Non ci importa cosa ha appena fatto.  
Chi ha appena ucciso.  
Potrei dirvi di come ha da poco affondato l'acciaio brunito della propria spada nel cuore di una creatura delle tenebre. Oppure potrei dirvi di come solo un giorno fa la sua corazza è stata coperta dal sangue dei suoi nemici. Potrei... ma non è importante. O meglio, non lo è per noi, ma è innegabile che lo sia per lui. Rievoca i giorni passati, le epiche gesta e l'ardore della battaglia. La sua mano freme sull'elsa della spada, quando le sue orecchie odono di nuovo il fragore delle armi e le sue narici si riempiono dell'odore dolciastro del sangue. Ma il suo cuore non è arido come quello di un mercenario. Egli ha combattuto per la propria casa. Tra i pensieri di sangue e valore si insinua la gratitudine per la madre. - Io so che il tuo destino è segnato - aveva detto con voce priva di ogni inflessione - ma ti farà solo del male sapere che cosa ti serba il futuro. - Come aveva ragione! Come era stata saggia! Forse se avesse saputo prima di essere destinato a compiere gesta grandiose la sua volontà si sarebbe infiacchita e non avrebbe avuto la forza di tornare sino alla casa che lo aveva visto nascere. Si, era destinato anche a tornare. Questi pensieri aprono la strada ad altri, più romantici che giacciono sopiti nel profondo della sua anima. Selene.  
 
Lei lo aspetta.  
Forse lo pensa proprio in quel momento. Lui torna per vederla, abbracciarla, baciarla. Ha rinunciato al bottino, alla gloria e alle gozzoviglie, non erano nulla in confronto ad un solo sguardo di Lei. Aveva vista donne più belle, ma solo lei emanava quella luce interiore che lo penetrava. Sorride. Forse era stato il destino a farli incontrare... I suoi pensieri vagano ancora per molto e nemmeno si accorge che il deserto lascia il posto ai prati e che ora i suoi piedi calzati d'acciaio tintinnano sulla dura pietra della strada. Casa.  

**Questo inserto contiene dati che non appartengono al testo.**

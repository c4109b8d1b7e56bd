//! Error types for the multiplex graph engine

use thiserror::Error;

/// Crate-wide result alias
pub type Result<T> = std::result::Result<T, Error>;

/// Errors surfaced by graph construction, mapping and scoring
#[derive(Debug, Error)]
pub enum Error {
    /// The topology and the existence matrix disagree on the node count
    #[error("topology has {nodes} nodes but {bitsets} existence bitsets were supplied")]
    LayerCountMismatch { nodes: usize, bitsets: usize },

    /// An existence row has a different width than row 0
    #[error("existence row {node} has width {found}, expected {expected}")]
    InconsistentLayerWidth {
        node: usize,
        expected: usize,
        found: usize,
    },

    #[error("node {node} out of range for graph with {node_count} nodes")]
    NodeOutOfRange { node: usize, node_count: usize },

    #[error("layer {layer} out of range for graph with {layer_count} layers")]
    LayerOutOfRange { layer: usize, layer_count: usize },

    /// Reversing a name/id map that is not one-to-one
    #[error("mapping is not one-to-one: value `{value}` appears more than once")]
    InconsistentMapping { value: String },

    #[error("unknown name `{name}`")]
    UnknownName { name: String },

    /// Modularity needs a strictly positive total edge weight
    #[error("modularity is undefined for graphs without edge weight")]
    UndefinedModularity,

    #[error("partition covers {partition} nodes but the graph has {nodes}")]
    PartitionSizeMismatch { partition: usize, nodes: usize },

    #[error("expected one partition per layer ({layers}), got {partitions}")]
    PartitionCountMismatch { partitions: usize, layers: usize },

    #[error("I/O error: {0}")]
    Io(#[from] std::io::Error),

    #[error("JSON error: {0}")]
    Json(#[from] serde_json::Error),
}
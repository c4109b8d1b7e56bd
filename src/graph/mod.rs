//! Graph representation and algorithms module

pub mod algorithms;
pub mod builder;
pub mod layered;
pub mod layers;
pub mod mapping;
pub mod topology;

pub use layered::LayeredGraph;
pub use layers::{LayerMatrix, LayerRow};
pub use mapping::NameMap;
pub use topology::Topology;
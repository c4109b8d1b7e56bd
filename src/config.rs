//! Configuration management for the multiplex graph engine

use clap::ValueEnum;
use serde::{Deserialize, Serialize};

use crate::cluster::propagation::default_update_threshold;

/// Which implementation of an algorithm family to run
#[derive(Debug, Clone, Copy, PartialEq, Eq, Default, Serialize, Deserialize, ValueEnum)]
#[serde(rename_all = "snake_case")]
pub enum Strategy {
    /// Materialize every layer and run the single-graph algorithm on it
    Baseline,
    /// Per-layer neighbor pair enumeration (clustering only, otherwise `Baseline`)
    NeighborCombination,
    /// All layers within one traversal of the shared topology
    #[default]
    Vectorized,
}

impl Strategy {
    pub const ALL: [Strategy; 3] = [
        Strategy::Baseline,
        Strategy::NeighborCombination,
        Strategy::Vectorized,
    ];
}

/// Algorithm families selectable from the command line
#[derive(Debug, Clone, Copy, PartialEq, Eq, Serialize, Deserialize, ValueEnum)]
#[serde(rename_all = "snake_case")]
pub enum Algorithm {
    /// Layer, max-layer and coexistence degrees
    Degree,
    /// Clustering coefficient
    Cc,
    /// Betweenness centrality
    Bw,
    /// Label propagation
    Plp,
    /// Coexistence and correlation aggregate graphs
    Aggregate,
    All,
}

impl Algorithm {
    /// True if running `self` includes `family`
    pub fn includes(self, family: Algorithm) -> bool {
        self == Algorithm::All || self == family
    }
}

/// One network/expression pair to analyze
#[derive(Debug, Clone, PartialEq, Eq, Serialize, Deserialize)]
pub struct DatasetSpec {
    /// Protein interaction network
    pub network: String,
    /// Tissue expression table
    pub expression: String,
}

/// Runtime configuration
#[derive(Debug, Clone, Serialize, Deserialize)]
pub struct Config {
    /// Label propagation stops once a round changes at most this many labels
    /// in every layer; `None` selects [`default_update_threshold`]
    pub update_threshold: Option<usize>,

    /// Implementation used for every algorithm family
    pub strategy: Strategy,

    /// Worker threads (0 = use all available cores)
    pub threads: usize,

    /// Datasets to run over, in order
    pub datasets: Vec<DatasetSpec>,
}

impl Default for Config {
    fn default() -> Self {
        Self {
            update_threshold: None,
            strategy: Strategy::default(),
            threads: 0,
            datasets: Vec::new(),
        }
    }
}

impl Config {
    /// Create a new configuration with custom values
    pub fn new(
        update_threshold: Option<usize>,
        strategy: Strategy,
        threads: usize,
        datasets: Vec<DatasetSpec>,
    ) -> Self {
        Self {
            update_threshold,
            strategy,
            threads,
            datasets,
        }
    }

    /// Effective label propagation threshold for a graph of `node_count` nodes
    pub fn resolved_threshold(&self, node_count: usize) -> usize {
        self.update_threshold
            .unwrap_or_else(|| default_update_threshold(node_count))
    }

    /// Effective worker thread count
    pub fn resolved_threads(&self) -> usize {
        if self.threads > 0 {
            self.threads
        } else {
            num_cpus::get()
        }
    }
}
//! Graph construction module

use crate::graph::mapping::NameMap;
use crate::graph::Topology;

/// Builder for incrementally constructing a [`Topology`] keyed by node names
pub struct TopologyBuilder {
    /// Mapping from string names to node indices
    names: NameMap,

    /// Adjacency lists for each node
    adjacency_lists: Vec<Vec<u32>>,

    /// Number of `add_edge` calls rejected as self-loops
    self_loops: usize,

    /// Number of accepted `add_edge` calls (before deduplication)
    added: usize,
}

impl TopologyBuilder {
    /// Create a new builder with room for `capacity` nodes
    pub fn with_capacity(capacity: usize) -> Self {
        Self {
            names: NameMap::new(),
            adjacency_lists: Vec::with_capacity(capacity),
            self_loops: 0,
            added: 0,
        }
    }

    /// Get or create the node id for the given name
    pub fn get_or_create_node(&mut self, name: &str) -> u32 {
        let idx = self.names.get_or_insert(name);
        if idx as usize == self.adjacency_lists.len() {
            self.adjacency_lists.push(Vec::new());
        }
        idx
    }

    /// Add an undirected edge between two named nodes
    pub fn add_edge(&mut self, a: &str, b: &str) {
        let a_idx = self.get_or_create_node(a);
        let b_idx = self.get_or_create_node(b);

        if a_idx == b_idx {
            self.self_loops += 1;
            return;
        }

        self.adjacency_lists[a_idx as usize].push(b_idx);
        self.adjacency_lists[b_idx as usize].push(a_idx);
        self.added += 1;
    }

    pub fn node_count(&self) -> usize {
        self.adjacency_lists.len()
    }

    /// Build the topology together with the name mapping
    pub fn build(self) -> (Topology, NameMap) {
        if self.self_loops > 0 {
            log::warn!("Dropped {} self-loop interactions", self.self_loops);
        }

        let topology = Topology::from_adjacency_lists(self.adjacency_lists);

        let duplicates = self.added - topology.edge_count();
        if duplicates > 0 {
            log::warn!("Dropped {} duplicate interactions", duplicates);
        }

        (topology, self.names)
    }
}
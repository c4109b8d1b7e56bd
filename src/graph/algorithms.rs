//! Single-graph algorithms
//!
//! These run on one (materialized) layer. The multiplex algorithms reduce to
//! them for a single layer and reuse their shared kernels.

use std::collections::VecDeque;

use itertools::Itertools;
use rayon::prelude::*;

use crate::cluster::Partition;
use crate::graph::Topology;

/// Degree of every node
pub fn degrees(graph: &Topology) -> Vec<u32> {
    (0..graph.node_count())
        .map(|u| graph.degree(u) as u32)
        .collect()
}

/// Local clustering coefficient from a triangle count and a degree
///
/// `c = 2 * triangles / (degree * (degree - 1))`, and 0 when `degree < 2`.
/// Every clustering strategy goes through this function so that equal
/// counts give bit-identical coefficients.
pub fn local_coefficient(triangles: u64, degree: u64) -> f64 {
    if degree < 2 {
        return 0.0;
    }
    2.0 * triangles as f64 / (degree * (degree - 1)) as f64
}

/// Exact local clustering coefficients by triangle counting
///
/// For each node `u`, every neighbor `v` contributes `|N(u) ∩ N(v)|`; each
/// triangle through `u` is seen once from each of its two other corners.
pub fn clustering_coefficients(graph: &Topology) -> Vec<f64> {
    (0..graph.node_count())
        .into_par_iter()
        .map(|u| {
            let neighbors = graph.neighbors(u);
            let closed: u64 = neighbors
                .iter()
                .map(|&v| sorted_intersection_count(neighbors, graph.neighbors(v as usize)))
                .sum();
            local_coefficient(closed / 2, neighbors.len() as u64)
        })
        .collect()
}

/// Local clustering coefficients by enumerating unordered neighbor pairs
///
/// Every pair `(i, j)` of neighbors of `u` is tested for an edge once, so
/// each triangle is counted exactly once per corner.
pub fn clustering_coefficients_neighbor_comb(graph: &Topology) -> Vec<f64> {
    (0..graph.node_count())
        .into_par_iter()
        .map(|u| {
            let neighbors = graph.neighbors(u);
            if neighbors.len() < 2 {
                return 0.0;
            }
            let triangles = neighbors
                .iter()
                .tuple_combinations()
                .filter(|&(&i, &j)| graph.has_edge(i as usize, j))
                .count();
            local_coefficient(triangles as u64, neighbors.len() as u64)
        })
        .collect()
}

fn sorted_intersection_count(a: &[u32], b: &[u32]) -> u64 {
    let (mut i, mut j, mut count) = (0, 0, 0);
    while i < a.len() && j < b.len() {
        match a[i].cmp(&b[j]) {
            std::cmp::Ordering::Less => i += 1,
            std::cmp::Ordering::Greater => j += 1,
            std::cmp::Ordering::Equal => {
                count += 1;
                i += 1;
                j += 1;
            }
        }
    }
    count
}

/// Reusable buffers for one single-source shortest-path accumulation (Brandes)
pub(crate) struct ShortestPathDag {
    /// BFS distance from the source, `u32::MAX` if unvisited
    distance: Vec<u32>,
    /// Number of shortest paths from the source
    paths: Vec<f64>,
    parents: Vec<Vec<u32>>,
    /// Visited nodes in BFS discovery order
    order: Vec<u32>,
    dependency: Vec<f64>,
    queue: VecDeque<u32>,
}

impl ShortestPathDag {
    pub(crate) fn new(node_count: usize) -> Self {
        Self {
            distance: vec![u32::MAX; node_count],
            paths: vec![0.0; node_count],
            parents: vec![Vec::new(); node_count],
            order: Vec::with_capacity(node_count),
            dependency: vec![0.0; node_count],
            queue: VecDeque::new(),
        }
    }

    /// BFS from `source` over `neighbors`, then add every visited node's
    /// dependency into `scores` in order of decreasing distance
    pub(crate) fn accumulate<F, I>(&mut self, source: usize, neighbors: F, scores: &mut [f64])
    where
        F: Fn(usize) -> I,
        I: Iterator<Item = u32>,
    {
        // only nodes touched by the previous run need resetting
        for &v in &self.order {
            let v = v as usize;
            self.distance[v] = u32::MAX;
            self.paths[v] = 0.0;
            self.parents[v].clear();
            self.dependency[v] = 0.0;
        }
        self.order.clear();

        self.distance[source] = 0;
        self.paths[source] = 1.0;
        self.queue.push_back(source as u32);

        while let Some(v) = self.queue.pop_front() {
            let v_idx = v as usize;
            self.order.push(v);
            let next = self.distance[v_idx] + 1;

            for w in neighbors(v_idx) {
                let w_idx = w as usize;
                if self.distance[w_idx] == u32::MAX {
                    self.distance[w_idx] = next;
                    self.queue.push_back(w);
                }
                if self.distance[w_idx] == next {
                    self.paths[w_idx] += self.paths[v_idx];
                    self.parents[w_idx].push(v);
                }
            }
        }

        for &w in self.order.iter().rev() {
            let w_idx = w as usize;
            for &v in &self.parents[w_idx] {
                let v_idx = v as usize;
                self.dependency[v_idx] +=
                    self.paths[v_idx] / self.paths[w_idx] * (1.0 + self.dependency[w_idx]);
            }
            if w_idx != source {
                scores[w_idx] += self.dependency[w_idx];
            }
        }
    }
}

/// Undirected betweenness: every unordered pair counted once
pub(crate) fn halve_undirected(scores: &mut [f64]) {
    for score in scores {
        *score /= 2.0;
    }
}

/// Unnormalized betweenness centrality of every node
pub fn betweenness(graph: &Topology) -> Vec<f64> {
    let n = graph.node_count();
    let mut scores = vec![0.0; n];
    let mut dag = ShortestPathDag::new(n);

    for source in 0..n {
        if graph.degree(source) == 0 {
            continue;
        }
        dag.accumulate(source, |v| graph.neighbors(v).iter().copied(), &mut scores);
    }

    halve_undirected(&mut scores);
    scores
}

/// Most frequent label among `candidates`
///
/// The current label wins any tie it is part of; otherwise the smallest of
/// the tied labels is chosen. With no candidates the current label is kept.
pub(crate) fn heaviest_label(candidates: &mut [u32], current: u32) -> u32 {
    candidates.sort_unstable();

    let mut best = current;
    let mut best_count = 0;
    let mut current_count = 0;
    for (count, &label) in candidates.iter().dedup_with_count() {
        if label == current {
            current_count = count;
        }
        // ascending order: strict comparison keeps the smallest tied label
        if count > best_count {
            best = label;
            best_count = count;
        }
    }

    if current_count == best_count {
        current
    } else {
        best
    }
}

/// Label propagation on one graph, starting from singleton labels
///
/// Returns the partition and the number of rounds executed.
pub fn label_propagation(graph: &Topology, update_threshold: usize) -> (Partition, usize) {
    label_propagation_from(graph, Partition::singletons(graph.node_count()), update_threshold)
}

/// Label propagation on one graph from the given initial labels
///
/// Nodes are visited in ascending id order and labels are updated in place.
/// A node stays active only while it keeps changing; a change re-activates
/// its neighbors. Rounds stop once the number of changes in the last round
/// is at most `update_threshold`, or no node is active.
pub fn label_propagation_from(
    graph: &Topology,
    initial: Partition,
    update_threshold: usize,
) -> (Partition, usize) {
    let n = graph.node_count();
    let mut labels = initial;
    let mut active: Vec<bool> = (0..n).map(|v| graph.degree(v) > 0).collect();
    let mut candidates = Vec::new();

    let mut updated = usize::MAX;
    let mut rounds = 0;

    while updated > update_threshold && active.iter().any(|&a| a) {
        rounds += 1;
        updated = 0;

        for v in 0..n {
            if !active[v] {
                continue;
            }

            candidates.clear();
            candidates.extend(graph.neighbors(v).iter().map(|&w| labels.label(w as usize)));
            let current = labels.label(v);
            let heaviest = heaviest_label(&mut candidates, current);

            if heaviest == current {
                active[v] = false;
            } else {
                labels.set_label(v, heaviest);
                updated += 1;
                for &w in graph.neighbors(v) {
                    active[w as usize] = true;
                }
            }
        }

        log::debug!("Label propagation round {}: {} updates", rounds, updated);
    }

    (labels, rounds)
}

Le battaglie, i nemici sconfitti, il sangue, le stanchezze... tutto è obliato mentre corre alle stanze della sua donna. Il clangore della sua armatura riecheggia per i corridoi mentre cade un pezzo per volta, slacciata in corsa dal guerriero folle d'amore. Giunge alla porta. Bussa. La voce soave che ormai da mesi non udiva più, lo raggiunge, balsamo per il suo cuore stanco di aspettare.  
- Mio adorato. Mio custode e mia difesa. Quanto mi sei mancato.  
- Allora fammi entrare perché io possa finalmente baciare le tue labbra, accarezzare la tua pelle fresca, scompigliare i tuoi capelli come fa lo zefiro con i fiori del campo. - Grida il guerriero al di qua della porta sbarrata.  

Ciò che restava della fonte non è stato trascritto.